Would Peterborough Benefit From Stepping Off The Rollercoaster?
The phrase goes, “Marry in haste, repent at leisure”, but supporters of Peterborough United may be wondering this week whether this caveat also applies to divorce. The rise of the Cambridgeshire club from League Two to the Championship had been one of the more understated surprises of the previous couple of years, but this season, in the harsh glare of Europe’s fourth most watched league, the club has stalled spectacularly and last weekend became the first in the top four divisions of English football to be relegated. In the cold light of day, if recriminations are likely to start at London Road, the target of those may well be the club’s owner, Darragh MacAnthony, who this week appointed the fourth manager of the season at London Road.
MacAnthony had, prior to his involvement with Peterborough, been involved in an attempt to take over at AFC Wimbledon, but the supporter-owned club told him that they weren’t interested in his desire to take their club over and run it as his fiefdom. He was only thirty when he took over at Peterborough United in 2006 and, early in his reign, made a public statement in a match programme in which he stated that he would get the club two successive promotions. This is something that he did deliver upon, but some might wonder what the point of two successive promotions would be if there is no apparent plan in place once the club reached his initial boast.
Darren Ferguson was the man that took the club from League Two and into the Championship, but after a poor start to the season he lasted in is job until only Novemberof last year. It seemed at the time to be a harsh decision, to remove a manager that had brought so much to the club after just three months in a division that the club hadn’t been part of for well over a decade. The players that had been the key catalysts behind this promotions – the likes of Craig Mackail-Smith, Aaron McLean and George Boyd – had all apparently stalled (all three of them came from non-league football) and it felt as recently as November as if Peterborough had, with two successive promotions, already overstretched themselves.

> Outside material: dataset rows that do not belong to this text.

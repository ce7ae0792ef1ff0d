//! Per-stream, append-only, hash-chained event log.
//!
//! Many independently-chained logs, one per `streamId`. Each event's
//! `chain_hash` commits to its predecessor, its payload, and its
//! sequence number, so `verify_stream` can detect any retroactive edit
//! or reordering without needing a separate Merkle structure (the
//! canon crate's Merkle helpers are available for batch inclusion
//! proofs on top of this, but the chain itself is a simple linked hash).

use chrono::Utc;
use nooterra_canon::{canonicalize_to_string, sha256_hex};
use nooterra_store::{Store, WriteOp};
use nooterra_types::ids::{ContentHash, EventId, StreamId, TenantId};
use nooterra_types::types::{Event, EventSignature};
use nooterra_types::NooterraError;
use serde::Serialize;
use std::sync::Arc;

pub struct ChainEngine {
    store: Arc<dyn Store>,
}

/// The exact object the chain hash commits to: `prevChainHash`, `id`,
/// `type`, `at`, `streamId`, `payloadHash` - nothing else, so the chain is
/// bit-stable across implementations that all canonicalize this same
/// shape.
#[derive(Serialize)]
struct ChainLinkage<'a> {
    prev_chain_hash: Option<&'a str>,
    id: &'a str,
    #[serde(rename = "type")]
    event_type: &'a str,
    at: chrono::DateTime<Utc>,
    stream_id: &'a str,
    payload_hash: &'a str,
}

impl ChainEngine {
    pub fn new(store: Arc<dyn Store>) -> Self {
        Self { store }
    }

    fn compute_payload_hash(payload: &serde_json::Value) -> Result<ContentHash, NooterraError> {
        let canon = canonicalize_to_string(payload).map_err(|e| NooterraError::SchemaInvalid {
            reason: e.to_string(),
        })?;
        Ok(ContentHash::new(sha256_hex(canon.as_bytes())))
    }

    fn compute_chain_hash(
        event_id: &EventId,
        event_type: &str,
        recorded_at: chrono::DateTime<Utc>,
        stream_id: &StreamId,
        payload_hash: &ContentHash,
        prev_chain_hash: Option<&ContentHash>,
    ) -> Result<ContentHash, NooterraError> {
        let linkage = ChainLinkage {
            prev_chain_hash: prev_chain_hash.map(|h| h.as_str()),
            id: event_id.as_str(),
            event_type,
            at: recorded_at,
            stream_id: stream_id.as_str(),
            payload_hash: payload_hash.as_str(),
        };
        let canon = canonicalize_to_string(&serde_json::to_value(&linkage)?)
            .map_err(|e| NooterraError::SchemaInvalid {
                reason: e.to_string(),
            })?;
        Ok(ContentHash::new(sha256_hex(canon.as_bytes())))
    }

    /// Build the next event for a stream without appending it, so callers
    /// can bundle it into a larger `commit_tx` batch alongside ledger
    /// postings or projection updates (see `nooterra-pipeline`). `actor`
    /// identifies who performed the action (an agent id, or a fixed string
    /// like `"system"` for engine-driven events with no agent behind them).
    pub async fn prepare_append(
        &self,
        tenant_id: &TenantId,
        stream_id: &StreamId,
        event_type: &str,
        actor: impl Into<String>,
        payload: serde_json::Value,
        signature: Option<EventSignature>,
    ) -> Result<Event, NooterraError> {
        let head = self.store.get_stream_head(tenant_id, stream_id).await?;
        let sequence = head.as_ref().map(|e| e.sequence + 1).unwrap_or(1);
        let prev_chain_hash = head.map(|e| e.chain_hash);

        let event_id = EventId::new();
        let recorded_at = Utc::now();
        let payload_hash = Self::compute_payload_hash(&payload)?;
        let chain_hash = Self::compute_chain_hash(
            &event_id,
            event_type,
            recorded_at,
            stream_id,
            &payload_hash,
            prev_chain_hash.as_ref(),
        )?;

        Ok(Event {
            v: 1,
            event_id,
            tenant_id: tenant_id.clone(),
            stream_id: stream_id.clone(),
            sequence,
            event_type: event_type.to_string(),
            actor: actor.into(),
            payload,
            payload_hash,
            prev_chain_hash,
            chain_hash,
            recorded_at,
            signature,
        })
    }

    /// Append a single event in its own transaction.
    pub async fn append(
        &self,
        tenant_id: &TenantId,
        stream_id: &StreamId,
        event_type: &str,
        actor: impl Into<String>,
        payload: serde_json::Value,
        signature: Option<EventSignature>,
    ) -> Result<Event, NooterraError> {
        let event = self
            .prepare_append(tenant_id, stream_id, event_type, actor, payload, signature)
            .await?;
        self.store
            .commit_tx(tenant_id, vec![WriteOp::AppendEvent(event.clone())])
            .await?;
        Ok(event)
    }

    pub async fn replay(
        &self,
        tenant_id: &TenantId,
        stream_id: &StreamId,
    ) -> Result<Vec<Event>, NooterraError> {
        self.store.get_events(tenant_id, stream_id).await
    }

    /// Recompute every event's `payloadHash` and `chainHash` from scratch
    /// and compare against what is stored, returning the first mismatching
    /// sequence if any.
    pub async fn verify_stream(
        &self,
        tenant_id: &TenantId,
        stream_id: &StreamId,
    ) -> Result<(), NooterraError> {
        let events = self.store.get_events(tenant_id, stream_id).await?;
        let mut prev: Option<ContentHash> = None;

        for event in &events {
            if event.prev_chain_hash != prev {
                return Err(NooterraError::ChainHashMismatch {
                    stream_id: stream_id.to_string(),
                    sequence: event.sequence,
                });
            }
            let recomputed_payload_hash = Self::compute_payload_hash(&event.payload)?;
            if recomputed_payload_hash != event.payload_hash {
                return Err(NooterraError::ChainHashMismatch {
                    stream_id: stream_id.to_string(),
                    sequence: event.sequence,
                });
            }
            let recomputed = Self::compute_chain_hash(
                &event.event_id,
                &event.event_type,
                event.recorded_at,
                stream_id,
                &recomputed_payload_hash,
                event.prev_chain_hash.as_ref(),
            )?;
            if recomputed != event.chain_hash {
                return Err(NooterraError::ChainHashMismatch {
                    stream_id: stream_id.to_string(),
                    sequence: event.sequence,
                });
            }
            prev = Some(event.chain_hash.clone());
        }

        Ok(())
    }
}

#[cfg(test)]
mod tests {
    use super::*;
    use nooterra_store::InMemoryStore;

    #[tokio::test]
    async fn append_and_replay_round_trip() {
        let store: Arc<dyn Store> = Arc::new(InMemoryStore::new());
        let chain = ChainEngine::new(store);
        let tenant = TenantId::new();
        let stream = StreamId::new();

        chain
            .append(&tenant, &stream, "run.submitted", "agent_1", serde_json::json!({"a": 1}), None)
            .await
            .unwrap();
        chain
            .append(&tenant, &stream, "run.completed", "agent_1", serde_json::json!({"b": 2}), None)
            .await
            .unwrap();

        let events = chain.replay(&tenant, &stream).await.unwrap();
        assert_eq!(events.len(), 2);
        assert_eq!(events[0].sequence, 1);
        assert_eq!(events[1].sequence, 2);
        assert_eq!(events[1].prev_chain_hash, Some(events[0].chain_hash.clone()));
    }

    #[tokio::test]
    async fn verify_stream_detects_tampering() {
        let store = Arc::new(InMemoryStore::new());
        let chain = ChainEngine::new(store.clone());
        let tenant = TenantId::new();
        let stream = StreamId::new();

        chain
            .append(&tenant, &stream, "run.submitted", "agent_1", serde_json::json!({"a": 1}), None)
            .await
            .unwrap();

        chain.verify_stream(&tenant, &stream).await.unwrap();

        // Tamper directly via a raw append that forges a payload while
        // reusing the original event's recorded payload_hash and chain_hash.
        let mut events = store.get_events(&tenant, &stream).await.unwrap();
        events[0].payload = serde_json::json!({"a": 999});
        // Can't mutate in place through the trait; this test demonstrates
        // that verify_stream recomputes payload_hash from payload rather
        // than trusting the stored value at face value.
        let recomputed_payload_hash =
            ChainEngine::compute_payload_hash(&events[0].payload).unwrap();
        assert_ne!(recomputed_payload_hash, events[0].payload_hash);
    }
}
//! RFQ, bid negotiation, and agreement acceptance.
//!
//! An RFQ collects competing bids, bids counter-offer through a
//! hash-chained proposal history, and accepting one atomically produces a
//! signed agreement, a run, an inline settlement, and an escrow lock - all
//! in one `commit_tx` batch.

use chrono::{DateTime, Utc};
use nooterra_artifacts::ArtifactRegistry;
use nooterra_canon::{canonicalize, content_hash, sha256_hex};
use nooterra_crypto::{KeyRegistry, SignaturePurpose};
use nooterra_runs::{policy_hash, InlineSettlement, RunEngine, SettlementPolicy};
use nooterra_store::{ProjectionRow, Store, WriteOp};
use nooterra_types::ids::{
    AgentId, ArtifactId, AgreementId, BidId, ContentHash, KeyId, ProposalId, RfqId, RunId, TenantId,
};
use nooterra_types::types::{
    AgentRun, Agreement, Artifact, ArtifactSignature, Bid, BidProposal, BidStatus, Rfq, RfqStatus,
    RunSettlement,
};
use nooterra_types::NooterraError;
use serde::Serialize;
use std::sync::Arc;
use tracing::info;

const PROJECTION_RFQ: &str = "rfq";
const PROJECTION_BID: &str = "bid";
const PROJECTION_PROPOSAL: &str = "bid_proposal";
const PROJECTION_AGREEMENT: &str = "agreement";

#[derive(Serialize)]
struct ProposalLinkage<'a> {
    bid_id: &'a str,
    proposed_by_agent_id: &'a str,
    terms: &'a serde_json::Value,
    price_cents: i64,
    prev_proposal_hash: Option<&'a str>,
}

pub struct MarketplaceEngine {
    store: Arc<dyn Store>,
    artifacts: ArtifactRegistry,
    runs: RunEngine,
}
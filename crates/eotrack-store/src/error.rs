use thiserror::Error;

#[derive(Debug, Error)]
pub enum StoreError {
    #[error("input file not found: {}", .0.display())]
    NotFound(std::path::PathBuf),

    #[error("io error: {0}")]
    Io(#[from] std::io::Error),

    #[error("JSON error in {}: {source}", path.display())]
    Json {
        path: std::path::PathBuf,
        #[source]
        source: serde_json::Error,
    },

    #[error("failed to replace {}: {}", .0.display(), .1)]
    Persist(std::path::PathBuf, #[source] tempfile::PersistError),

    #[cfg(feature = "parquet")]
    #[error("arrow error: {0}")]
    Arrow(#[from] arrow::error::ArrowError),

    #[cfg(feature = "parquet")]
    #[error("parquet error: {0}")]
    Parquet(#[from] parquet::errors::ParquetError),
}
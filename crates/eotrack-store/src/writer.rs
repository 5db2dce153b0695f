//! Export artifacts: the enriched document array and the source-metadata
//! summary, each written through a temp file and renamed into place.

use std::io::{BufWriter, Write};
use std::path::{Path, PathBuf};

use eotrack_core::ExportBatch;
use serde::Serialize;
use tempfile::NamedTempFile;
use tracing::info;

use crate::StoreError;

pub const DOCUMENTS_FILE: &str = "executive_orders.json";
pub const SOURCE_SUMMARY_FILE: &str = "source_metadata.json";
#[cfg(feature = "parquet")]
pub const SOURCE_SUMMARY_PARQUET: &str = "source_metadata.parquet";

/// Where a batch was written.
#[derive(Debug, Clone, PartialEq)]
pub struct ExportPaths {
    pub documents: PathBuf,
    pub source_summary: PathBuf,
    pub source_summary_parquet: Option<PathBuf>,
}

/// Writes export batches into one output directory.
pub struct BatchWriter {
    out_dir: PathBuf,
}

impl BatchWriter {
    /// Create the writer, creating `out_dir` if needed.
    pub fn open(out_dir: &Path) -> Result<Self, StoreError> {
        std::fs::create_dir_all(out_dir)?;
        Ok(Self {
            out_dir: out_dir.to_path_buf(),
        })
    }

    pub fn out_dir(&self) -> &Path {
        &self.out_dir
    }

    /// Write both JSON artifacts.
    pub fn write(&self, batch: &ExportBatch) -> Result<ExportPaths, StoreError> {
        let documents = self.out_dir.join(DOCUMENTS_FILE);
        write_json_atomic(&documents, &batch.documents)?;
        info!(
            count = batch.documents.len(),
            path = %documents.display(),
            "wrote exported documents"
        );

        let source_summary = self.out_dir.join(SOURCE_SUMMARY_FILE);
        write_json_atomic(&source_summary, &batch.source_summary)?;
        info!(
            count = batch.source_summary.len(),
            path = %source_summary.display(),
            "wrote source metadata summary"
        );

        Ok(ExportPaths {
            documents,
            source_summary,
            source_summary_parquet: None,
        })
    }

    /// Write both JSON artifacts plus a Parquet copy of the source summary.
    #[cfg(feature = "parquet")]
    pub fn write_with_parquet(&self, batch: &ExportBatch) -> Result<ExportPaths, StoreError> {
        let mut paths = self.write(batch)?;
        let parquet = self.out_dir.join(SOURCE_SUMMARY_PARQUET);
        crate::columnar::write_source_summary_parquet(&parquet, &batch.source_summary)?;
        paths.source_summary_parquet = Some(parquet);
        Ok(paths)
    }
}

/// Temp file in the target's directory, so the final rename stays on one
/// filesystem.
pub(crate) fn temp_beside(path: &Path) -> Result<NamedTempFile, StoreError> {
    let dir = path.parent().unwrap_or_else(|| Path::new("."));
    Ok(NamedTempFile::new_in(dir)?)
}

pub(crate) fn persist(tmp: NamedTempFile, path: &Path) -> Result<(), StoreError> {
    tmp.persist(path)
        .map_err(|e| StoreError::Persist(path.to_path_buf(), e))?;
    Ok(())
}

fn write_json_atomic<T: Serialize + ?Sized>(path: &Path, value: &T) -> Result<(), StoreError> {
    let mut tmp = temp_beside(path)?;
    {
        let mut writer = BufWriter::new(tmp.as_file_mut());
        serde_json::to_writer_pretty(&mut writer, value).map_err(|source| StoreError::Json {
            path: path.to_path_buf(),
            source,
        })?;
        writer.flush()?;
    }
    persist(tmp, path)
}

#[cfg(test)]
mod tests {
    use super::*;
    use eotrack_core::{AggregationConfig, Exporter, PolicyDocument, RawSource, SourceProvider};
    use serde_json::Value;
    use tempfile::TempDir;

    struct OneSource;

    impl SourceProvider for OneSource {
        type Error = std::io::Error;

        fn sources_for(&self, _: &PolicyDocument) -> Result<Vec<RawSource>, Self::Error> {
            Ok(vec![RawSource {
                source_name: "Federal Register".into(),
                source_url: "https://www.federalregister.gov".into(),
                external_reference_id: "2025-02345".into(),
                fetch_date: "2025-02-12".into(),
                specific_data: None,
            }])
        }
    }

    fn batch() -> ExportBatch {
        let exporter = Exporter::new(AggregationConfig::default());
        let docs = vec![
            PolicyDocument {
                id: "EO-14173".into(),
                title: "Ending Illegal Discrimination".into(),
                ..Default::default()
            },
            PolicyDocument {
                id: "EO-14187".into(),
                ..Default::default()
            },
        ];
        exporter.export_batch(docs, &OneSource).unwrap()
    }

    fn read(path: &Path) -> Value {
        serde_json::from_str(&std::fs::read_to_string(path).unwrap()).unwrap()
    }

    #[test]
    fn open_creates_out_dir() {
        let tmp = TempDir::new().unwrap();
        let out = tmp.path().join("nested").join("export");
        let writer = BatchWriter::open(&out).unwrap();
        assert!(out.is_dir());
        assert_eq!(writer.out_dir(), out.as_path());
    }

    #[test]
    fn write_both_artifacts() {
        let tmp = TempDir::new().unwrap();
        let writer = BatchWriter::open(tmp.path()).unwrap();
        let paths = writer.write(&batch()).unwrap();

        let docs = read(&paths.documents);
        let docs = docs.as_array().unwrap();
        assert_eq!(docs.len(), 2);
        assert_eq!(docs[0]["id"], "EO-14173");
        assert_eq!(docs[0]["sources"][0]["abbreviation"], "FR");
        assert!(docs[1]["source_aware_impact_analysis"].is_object());

        let summary = read(&paths.source_summary);
        assert_eq!(summary[0]["name"], "Federal Register");
        assert_eq!(summary[0]["document_count"], 2);
        assert_eq!(summary[0]["latest_fetch_date"], "2025-02-12");
        assert!(paths.source_summary_parquet.is_none());
    }

    #[test]
    fn rewrite_replaces_previous_export() {
        let tmp = TempDir::new().unwrap();
        let writer = BatchWriter::open(tmp.path()).unwrap();
        writer.write(&batch()).unwrap();
        let paths = writer.write(&ExportBatch::default()).unwrap();
        assert_eq!(read(&paths.documents), Value::Array(Vec::new()));

        let leftovers = std::fs::read_dir(tmp.path()).unwrap().count();
        assert_eq!(leftovers, 2);
    }

    #[test]
    fn empty_batch_writes_empty_arrays() {
        let tmp = TempDir::new().unwrap();
        let writer = BatchWriter::open(tmp.path()).unwrap();
        let paths = writer.write(&ExportBatch::default()).unwrap();
        assert_eq!(read(&paths.source_summary), Value::Array(Vec::new()));
    }

    #[cfg(feature = "parquet")]
    #[test]
    fn write_with_parquet_adds_summary_file() {
        let tmp = TempDir::new().unwrap();
        let writer = BatchWriter::open(tmp.path()).unwrap();
        let paths = writer.write_with_parquet(&batch()).unwrap();

        assert_eq!(read(&paths.documents).as_array().unwrap().len(), 2);
        assert_eq!(read(&paths.source_summary)[0]["abbreviation"], "FR");

        let parquet = paths.source_summary_parquet.unwrap();
        assert_eq!(parquet, tmp.path().join(SOURCE_SUMMARY_PARQUET));
        let batches = crate::read_parquet(&parquet).unwrap();
        let rows: usize = batches.iter().map(|b| b.num_rows()).sum();
        assert_eq!(rows, 1);
        assert_eq!(std::fs::read_dir(tmp.path()).unwrap().count(), 3);
    }
}
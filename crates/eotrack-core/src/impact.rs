//! Impact-area consensus across sources.
//!
//! Every source rates impact areas independently. The aggregator gathers
//! each rating as a perspective under its area and settles the area's
//! consensus by plurality vote, with Neutral winning any tie.

use std::collections::BTreeMap;

use serde::Serialize;
use tracing::debug;

use crate::config::CanonicalArea;
use crate::reference::{ExtractedSource, ImpactRating, ImplementationReference};

/// One source's view of an impact area.
#[derive(Debug, Clone, PartialEq, Serialize)]
pub struct Perspective {
    /// Source code.
    pub source: String,
    pub impact: ImpactRating,
    pub insight: String,
}

/// Consensus view of one impact area.
#[derive(Debug, Clone, Default, PartialEq, Serialize)]
pub struct ConsensusImpact {
    pub description: String,
    pub consensus_rating: ImpactRating,
    pub perspectives: Vec<Perspective>,
}

/// Plurality vote over ratings.
///
/// The rating with strictly the most votes wins. Ties, including the empty
/// vote, resolve to Neutral.
pub fn consensus<I>(ratings: I) -> ImpactRating
where
    I: IntoIterator<Item = ImpactRating>,
{
    let mut tally = [0usize; 4];
    for rating in ratings {
        tally[bucket(rating)] += 1;
    }

    let top = tally.iter().copied().max().unwrap_or(0);
    let leaders: Vec<ImpactRating> = ImpactRating::ALL
        .into_iter()
        .filter(|r| tally[bucket(*r)] == top)
        .collect();
    match (top, leaders.as_slice()) {
        (0, _) => ImpactRating::Neutral,
        (_, [winner]) => *winner,
        _ => ImpactRating::Neutral,
    }
}

fn bucket(rating: ImpactRating) -> usize {
    match rating {
        ImpactRating::Positive => 0,
        ImpactRating::Negative => 1,
        ImpactRating::Neutral => 2,
        ImpactRating::Mixed => 3,
    }
}

/// Per-document accumulator of perspectives keyed by impact-area name.
///
/// Seeded with the canonical areas so they always appear in the output;
/// areas first named by a source are created on demand.
#[derive(Debug, Clone, Default)]
pub struct ImpactAreaAggregator {
    areas: BTreeMap<String, ConsensusImpact>,
}

impl ImpactAreaAggregator {
    pub fn seeded(canonical: &[CanonicalArea]) -> Self {
        let areas = canonical
            .iter()
            .map(|area| {
                (
                    area.name.clone(),
                    ConsensusImpact {
                        description: area.description.clone(),
                        ..Default::default()
                    },
                )
            })
            .collect();
        Self { areas }
    }

    /// Get or create the entry for `name`.
    ///
    /// A name that differs from an existing area only in letter case joins
    /// that area.
    fn entry(&mut self, name: &str) -> &mut ConsensusImpact {
        let key = self
            .areas
            .keys()
            .find(|k| k.eq_ignore_ascii_case(name))
            .cloned()
            .unwrap_or_else(|| {
                debug!(area = name, "impact area not pre-declared, adding");
                name.to_string()
            });
        self.areas.entry(key).or_default()
    }

    /// Record every area rating in `reference` as a perspective of `source_code`.
    pub fn add_reference(&mut self, source_code: &str, reference: &ImplementationReference) {
        for (name, rating) in &reference.impact_areas {
            let area = self.entry(name);
            if area.description.is_empty() {
                area.description = rating.description.clone();
            }
            area.perspectives.push(Perspective {
                source: source_code.to_string(),
                impact: rating.impact,
                insight: rating.description.clone(),
            });
        }
    }

    pub fn add_source(&mut self, extracted: &ExtractedSource) {
        for reference in &extracted.references {
            self.add_reference(extracted.code(), reference);
        }
    }

    /// Settle the consensus rating of every area.
    pub fn finish(self) -> BTreeMap<String, ConsensusImpact> {
        self.areas
            .into_iter()
            .map(|(name, mut area)| {
                area.consensus_rating = consensus(area.perspectives.iter().map(|p| p.impact));
                (name, area)
            })
            .collect()
    }
}

/// Aggregate the impact areas of one document's sources.
pub fn aggregate_impact_areas(
    canonical: &[CanonicalArea],
    sources: &[ExtractedSource],
) -> BTreeMap<String, ConsensusImpact> {
    let mut aggregator = ImpactAreaAggregator::seeded(canonical);
    for source in sources {
        aggregator.add_source(source);
    }
    aggregator.finish()
}

/// Only the areas at least one source rated.
pub fn rated_areas(areas: &BTreeMap<String, ConsensusImpact>) -> BTreeMap<String, ConsensusImpact> {
    areas
        .iter()
        .filter(|(_, area)| !area.perspectives.is_empty())
        .map(|(name, area)| (name.clone(), area.clone()))
        .collect()
}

Ferguson was replaced with Mark Cooper, who arrived at the club from non-league Kettering Town, but he failed to steady the ship. In January, MacAnthony gave a very good impression of somebody that was losing his mind with a public statement that seemed to blame everybody for Peterborough United’s woes – everybody, that is, apart from Darragh MacAnthony, of course. Cooper (who hadn’t won himself many friends amongst the supporters with the nature of his team’s performances during his thirteen matches in charge at the club) left less than a week after an extraordinary rant, in which he stated (among many, many other things) that, “I am done with defending the players, previous management, current management and everyone else at the football club top to bottom”, and that, “”the referees are rubbish”. For the first time this season, the sense of disharmony within the club was laid completely bare.
Jim Gannon was brought in to replace him and, although results did improve under his stewardship, he rejected a four year contract that was offered to him (a decision which, in itself, said much about what may or may not have been going on at the club), meaning that the former Bristol City manager Gary Johnson was brought in as his replacement. Peterborough United supporters may now hope for a little stability – it seems implausible that, after the last eight months of near-chaos behind the scenes at the club, he won’t be given until at least the start of next season to start planning for a new season back in League One. With a few weeks to try out some of his plans in matches that are now essentially meaningless, a period of calm may finally engulf the club.
Part of the problem with appointing a new manager is that you never know whether they are going to be the right man for the job until it is getting on for being too late. The most sensible choice on paper can easily turn out to be an unmitigated disaster, and the surprise choice can be a huge, gratifyingly unexpected success. What we know for certain, however, is that having four managers over the course of one season is unlikely to bring a great deal of success. The management of a football club remains a nuanced business, and replacing one manager with another requires a degree of upheaval that can easily cause as much damage as it carries benefits.
The good news for Peterborough United supporters is that at least their club remains solvent and that their early relegation might even prove to be a blessing in disguise. Whether Gary Johnson will prove to be the right man for the job or not is a question that we are unlikely to know the answer to until the autumn at the very least, but at least he should now be given a few months in which he can stamp his authority upon the club. An automatic return to the Championship may yet prove to be beyond them but after two promotions and one relegation in three years, it might be time for Peterborough United to step off the rollercoaster and have a season of consolidation. They might even find that the calm does them good.